Fear of Couples Therapy

Many therapists are drawn to doing psychotherapy in order to be helpers and also because we enjoy the closeness with our clients. Individual therapy can be calming and comfortable. It feels good and we often like the experience of providing support and unconditional positive regard to our clients.

I don’t mean to imply that individual therapy is without its difficult confrontations. But in individual therapy, our clients can titrate how slowly or quickly they inform us about their “dark side”. In couples work, the other partner may dump the worst aspects of their spouse on us in the first session.  And things escalate quickly because, after all, who is able to be openly, vulnerably accountable for their own behavior under these conditions?

In couples therapy you will likely witness partners being brutal or very self-centered with each other. You may have to face how vicious a client can actually be. You will be called upon to make difficult confrontations. And these can be scary!

Fear about doing couples therapy can take many forms. There is fear for some therapists about even getting started and there are the many fears we experience often in the room with challenging couples. Ask yourself what are some of your own fears?

When we are honest with ourselves, there is a high probability that we have days where we feel overwhelmed and don’t know what is best to do or say, especially with high-volatile interactions. There are many occasions to feel confused, lost, insecure and inadequate. Continuing education courses often discuss theory, technique and interventions as if they can be delivered without risk. And done, objectively and calmly without fear.

Pete and I wrote an article for the Psychotherapy Networker magazine on just this topic.

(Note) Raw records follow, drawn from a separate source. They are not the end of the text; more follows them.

//! Trait definition for pluggable search providers.
//!
//! Each provider (Brave, Serper) implements [`SearchProvider`] so the
//! aggregator can treat them uniformly. A provider performs exactly one
//! request per call; retries, timeouts and the circuit breaker live in
//! the aggregator.

use async_trait::async_trait;

use crate::error::SearchError;
use crate::types::{ProviderId, SearchResult};

/// A pluggable search provider backend.
///
/// Implementations handle their own request construction and response
/// parsing, and map HTTP status codes onto [`SearchError`]:
///
/// - 429 / 503 → [`SearchError::RateLimited`]
/// - missing credential, 401 / 403 → [`SearchError::ProviderUnavailable`]
/// - anything else → [`SearchError::Http`] or [`SearchError::Parse`]
///
/// All implementations must be `Send + Sync` for concurrent fan-out.
#[async_trait]
pub trait SearchProvider: Send + Sync {
    /// Which provider this implementation represents.
    fn id(&self) -> ProviderId;

    /// Returns `false` when the provider lacks a credential and should be
    /// skipped without a network call.
    fn is_configured(&self) -> bool {
        true
    }

    /// Run one search, returning at most `count` results.
    ///
    /// Under-returning is valid; so is returning zero results.
    async fn search(&self, query: &str, count: usize) -> Result<Vec<SearchResult>, SearchError>;
}
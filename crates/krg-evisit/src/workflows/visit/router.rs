use axum::{
    extract::{Path, Query, State},
    http::{HeaderMap, StatusCode},
    response::{IntoResponse, Response},
    routing::{get, post},
    Json, Router,
};
use serde::Deserialize;
use serde_json::{json, Value};

use super::checkpoint::{CheckpointError, CheckpointRequest};
use super::domain::{Actor, ApplicationId, ApplicationSubmission, Role};
use super::repository::{ApplicationRepository, LogFilter, NotificationDispatcher};
use super::screening::ScreeningRequest;
use super::service::{
    ApplicationServiceError, ApprovalInput, DocumentRequest, ListQuery, OverrideInput,
    RejectionInput, ReviewInput, VisitServices,
};
use super::watchlist::{
    IdentityKeys, NewWatchlistEntry, WatchlistError, WatchlistFlagType, WatchlistRepository,
};

pub const ACTOR_ID_HEADER: &str = "x-actor-id";
pub const ACTOR_ROLE_HEADER: &str = "x-actor-role";

/// Error body shared by every handler: `{"error": {"code", "message", "details"?}}`.
#[derive(Debug)]
pub struct ApiError {
    status: StatusCode,
    code: &'static str,
    message: String,
    details: Option<Value>,
}

impl ApiError {
    fn new(code: &'static str, message: impl Into<String>) -> Self {
        Self {
            status: status_for(code),
            code,
            message: message.into(),
            details: None,
        }
    }

    fn with_details(mut self, details: Value) -> Self {
        self.details = Some(details);
        self
    }

    pub fn status(&self) -> StatusCode {
        self.status
    }

    pub fn code(&self) -> &'static str {
        self.code
    }
}
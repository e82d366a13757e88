mod cli;
mod demo;
mod infra;
mod routes;
mod server;

use krg_evisit::error::AppError;

pub async fn run() -> Result<(), AppError> {
    cli::run().await
}
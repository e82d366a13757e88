use super::domain::{ApplicantIdentity, ApplicationSubmission, VisitDetails};

/// Validation errors raised before a submission reaches storage.
#[derive(Debug, thiserror::Error, PartialEq, Eq)]
pub enum IntakeViolation {
    #[error("{0} is required")]
    MissingField(&'static str),
    #[error("email address {0:?} is not valid")]
    InvalidEmail(String),
    #[error("visit ends before it starts")]
    VisitEndsBeforeStart,
    #[error("date of birth must precede the visit start date")]
    BirthDateAfterVisit,
}

impl IntakeViolation {
    pub fn code(&self) -> &'static str {
        "VALIDATION"
    }
}

fn required(value: String, field: &'static str) -> Result<String, IntakeViolation> {
    let trimmed = value.trim();
    if trimmed.is_empty() {
        return Err(IntakeViolation::MissingField(field));
    }
    Ok(trimmed.to_string())
}

/// Normalizes inbound submissions and rejects incomplete ones.
#[derive(Debug, Clone, Default)]
pub struct IntakeGuard;

impl IntakeGuard {
    pub fn new() -> Self {
        Self
    }

    /// Trimmed, validated copy of `submission`; e-mail is lower-cased.
    pub fn validate(
        &self,
        submission: ApplicationSubmission,
    ) -> Result<ApplicationSubmission, IntakeViolation> {
        let ApplicationSubmission { applicant, visit } = submission;

        let email = match applicant.email.map(|email| email.trim().to_ascii_lowercase()) {
            Some(email) if email.is_empty() => None,
            Some(email) => {
                let valid = email
                    .split_once('@')
                    .is_some_and(|(local, domain)| !local.is_empty() && !domain.is_empty());
                if !valid {
                    return Err(IntakeViolation::InvalidEmail(email));
                }
                Some(email)
            }
            None => None,
        };

        let applicant = ApplicantIdentity {
            national_id: required(applicant.national_id, "national_id")?,
            full_name: required(applicant.full_name, "full_name")?,
            phone_number: required(applicant.phone_number, "phone_number")?,
            email,
            date_of_birth: applicant.date_of_birth,
            nationality: required(applicant.nationality, "nationality")?,
        };

        let visit = VisitDetails {
            origin_governorate: required(visit.origin_governorate, "origin_governorate")?,
            destination_governorate: required(
                visit.destination_governorate,
                "destination_governorate",
            )?,
            purpose: visit.purpose,
            start_date: visit.start_date,
            end_date: visit.end_date,
            declared_accommodation: visit
                .declared_accommodation
                .map(|text| text.trim().to_string())
                .filter(|text| !text.is_empty()),
        };

        if visit.end_date < visit.start_date {
            return Err(IntakeViolation::VisitEndsBeforeStart);
        }
        if applicant.date_of_birth >= visit.start_date {
            return Err(IntakeViolation::BirthDateAfterVisit);
        }

        Ok(ApplicationSubmission { applicant, visit })
    }
}
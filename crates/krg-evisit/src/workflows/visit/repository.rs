use std::collections::BTreeMap;

use chrono::{DateTime, Utc};
use serde::{Deserialize, Serialize};

use super::domain::{
    Application, ApplicationId, ApplicationStatus, AuditEntry, EntryExitLog, LogType,
    ReferenceNumber, VisitorLocation,
};
use super::watchlist::WatchlistEntry;

/// Errors surfaced by the persistence layer.
#[derive(Debug, thiserror::Error, PartialEq, Eq)]
pub enum RepositoryError {
    #[error("application already exists")]
    Conflict,
    #[error("application not found")]
    NotFound,
    #[error("application changed concurrently (expected version {expected}, found {found})")]
    VersionConflict { expected: u64, found: u64 },
    #[error("storage unavailable: {0}")]
    Unavailable(String),
}

impl RepositoryError {
    pub fn code(&self) -> &'static str {
        match self {
            RepositoryError::Conflict | RepositoryError::VersionConflict { .. } => "CONFLICT",
            RepositoryError::NotFound => "NOT_FOUND",
            RepositoryError::Unavailable(_) => "STORAGE_FAILURE",
        }
    }
}

/// A state change committed atomically: the application, its audit entry, and
/// any checkpoint log or watchlist entry produced by the same transition.
#[derive(Debug, Clone)]
pub struct ApplicationChange {
    pub application: Application,
    pub expected_version: u64,
    pub audit: AuditEntry,
    pub log: Option<EntryExitLog>,
    /// Written to the watchlist held by the same store; implementors that commit
    /// changes must also implement `WatchlistRepository` over that data.
    pub watchlist: Option<WatchlistEntry>,
}

/// Criteria for application queries. Empty fields do not constrain.
#[derive(Debug, Clone, Default, PartialEq, Eq)]
pub struct ApplicationFilter {
    pub national_id: Option<String>,
    pub phone_number: Option<String>,
    pub statuses: Vec<ApplicationStatus>,
    pub created_since: Option<DateTime<Utc>>,
    pub assigned_officer_id: Option<String>,
    pub exclude: Option<ApplicationId>,
    pub offset: usize,
    pub limit: Option<usize>,
}

impl ApplicationFilter {
    pub fn national_id(mut self, national_id: impl Into<String>) -> Self {
        self.national_id = Some(national_id.into());
        self
    }

    pub fn phone_number(mut self, phone_number: impl Into<String>) -> Self {
        self.phone_number = Some(phone_number.into());
        self
    }

    pub fn statuses(mut self, statuses: &[ApplicationStatus]) -> Self {
        self.statuses = statuses.to_vec();
        self
    }

    pub fn created_since(mut self, since: DateTime<Utc>) -> Self {
        self.created_since = Some(since);
        self
    }

    pub fn excluding(mut self, id: Option<ApplicationId>) -> Self {
        self.exclude = id;
        self
    }

    pub fn page(mut self, offset: usize, limit: usize) -> Self {
        self.offset = offset;
        self.limit = Some(limit);
        self
    }

    /// Whether `application` satisfies every criterion except paging.
    pub fn matches(&self, application: &Application) -> bool {
        if let Some(national_id) = &self.national_id {
            if &application.applicant.national_id != national_id {
                return false;
            }
        }
        if let Some(phone_number) = &self.phone_number {
            if &application.applicant.phone_number != phone_number {
                return false;
            }
        }
        if !self.statuses.is_empty() && !self.statuses.contains(&application.status) {
            return false;
        }
        if let Some(since) = self.created_since {
            if application.created_at < since {
                return false;
            }
        }
        if let Some(officer) = &self.assigned_officer_id {
            if application.assigned_officer_id.as_ref() != Some(officer) {
                return false;
            }
        }
        if let Some(excluded) = &self.exclude {
            if &application.id == excluded {
                return false;
            }
        }
        true
    }
}

#[derive(Debug, Clone, Default, PartialEq, Eq, Serialize, Deserialize)]
pub struct LogFilter {
    #[serde(default)]
    pub application_id: Option<ApplicationId>,
    #[serde(default)]
    pub checkpoint_id: Option<String>,
    #[serde(default)]
    pub log_type: Option<LogType>,
    #[serde(default)]
    pub since: Option<DateTime<Utc>>,
    #[serde(default)]
    pub limit: Option<usize>,
}

impl LogFilter {
    pub fn for_application(id: ApplicationId) -> Self {
        Self {
            application_id: Some(id),
            ..Self::default()
        }
    }

    pub fn matches(&self, log: &EntryExitLog) -> bool {
        self.application_id
            .as_ref()
            .map_or(true, |id| &log.application_id == id)
            && self
                .checkpoint_id
                .as_ref()
                .map_or(true, |checkpoint| &log.checkpoint_id == checkpoint)
            && self.log_type.map_or(true, |log_type| log.log_type == log_type)
            && self.since.map_or(true, |since| log.recorded_at >= since)
    }
}

/// Storage seam for applications and everything committed alongside them.
pub trait ApplicationRepository: Send + Sync {
    /// Atomically allocates the next reference sequence for `year`, starting at 1.
    fn next_reference_sequence(&self, year: i32) -> Result<u32, RepositoryError>;
    fn insert(
        &self,
        application: Application,
        audit: AuditEntry,
    ) -> Result<Application, RepositoryError>;
    /// Persists `change` only if the stored version still equals `expected_version`.
    fn commit(&self, change: ApplicationChange) -> Result<Application, RepositoryError>;
    fn fetch(&self, id: &ApplicationId) -> Result<Option<Application>, RepositoryError>;
    fn fetch_by_reference(
        &self,
        reference: &ReferenceNumber,
    ) -> Result<Option<Application>, RepositoryError>;
    /// Matching applications, newest first, with the filter's paging applied.
    fn query(&self, filter: &ApplicationFilter) -> Result<Vec<Application>, RepositoryError>;
    fn count(&self, filter: &ApplicationFilter) -> Result<usize, RepositoryError>;
    /// Matching logs in recording order.
    fn logs(&self, filter: &LogFilter) -> Result<Vec<EntryExitLog>, RepositoryError>;
    fn audit_trail(&self, id: &ApplicationId) -> Result<Vec<AuditEntry>, RepositoryError>;
}

#[derive(Debug, Clone, Copy, PartialEq, Eq, Hash, Serialize, Deserialize)]
#[serde(rename_all = "SCREAMING_SNAKE_CASE")]
pub enum NotificationKind {
    Submitted,
    Approved,
    Rejected,
    DocumentsRequested,
    EntryRecorded,
}

/// Message handed to the outbound notification channel.
#[derive(Debug, Clone, PartialEq, Eq, Serialize, Deserialize)]
pub struct Notification {
    pub kind: NotificationKind,
    pub application_id: ApplicationId,
    pub reference_number: ReferenceNumber,
    pub recipient_name: String,
    pub recipient_phone: String,
    #[serde(default)]
    pub recipient_email: Option<String>,
    #[serde(default)]
    pub details: BTreeMap<String, String>,
}

impl Notification {
    pub fn for_application(kind: NotificationKind, application: &Application) -> Self {
        Self {
            kind,
            application_id: application.id.clone(),
            reference_number: application.reference_number.clone(),
            recipient_name: application.applicant.full_name.clone(),
            recipient_phone: application.applicant.phone_number.clone(),
            recipient_email: application.applicant.email.clone(),
            details: BTreeMap::new(),
        }
    }

    pub fn with_detail(mut self, key: &str, value: impl Into<String>) -> Self {
        self.details.insert(key.to_string(), value.into());
        self
    }

    /// Notification for `kind` carrying the details the applicant needs.
    pub fn describing(kind: NotificationKind, application: &Application) -> Self {
        let notification = Self::for_application(kind, application);
        match kind {
            NotificationKind::Submitted => notification,
            NotificationKind::Approved => match (&application.approval, &application.permit) {
                (Some(approval), Some(permit)) => notification
                    .with_detail("valid_from", approval.validity.valid_from.to_string())
                    .with_detail("valid_until", approval.validity.valid_until.to_string())
                    .with_detail("permit_payload", permit.payload.clone()),
                _ => notification,
            },
            NotificationKind::Rejected => match &application.rejection {
                Some(rejection) => notification.with_detail("reason", rejection.reason.clone()),
                None => notification,
            },
            NotificationKind::DocumentsRequested => {
                notification.with_detail("documents", application.requested_documents.join(", "))
            }
            NotificationKind::EntryRecorded => match &application.location {
                VisitorLocation::Inside { checkpoint_id } => {
                    notification.with_detail("checkpoint_id", checkpoint_id.clone())
                }
                _ => notification,
            },
        }
    }
}

#[derive(Debug, thiserror::Error)]
pub enum NotificationError {
    #[error("notification transport failed: {0}")]
    Transport(String),
}

/// Outbound applicant notifications (SMS/e-mail gateways live behind this).
pub trait NotificationDispatcher: Send + Sync {
    fn notify(&self, notification: Notification) -> Result<(), NotificationError>;
}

And writing the article came with its own fears, since we decided to be very open and self-revealing.

We initially wrote about 5 fears.

  1. The fear of inflicting pain
  2. The fear of making fatal errors
  3. The fear of confrontation
  4. The fear of being the bad guy
  5. The fear of facing ongoing discouragement

And the final article was published with a more in-depth look at three of these. If you haven't seen the article, you can read it at Facing Our Fears.

We’d like to start an open dialogue here on the blog about fear in couples work. Please share your reactions to our article. What do you experience? What have you overcome or what do you still grapple with? What has helped you with your own fears? Thanks for taking the time to involve yourself with this personal appraisal.

I hope you'll join the discussion by commenting below.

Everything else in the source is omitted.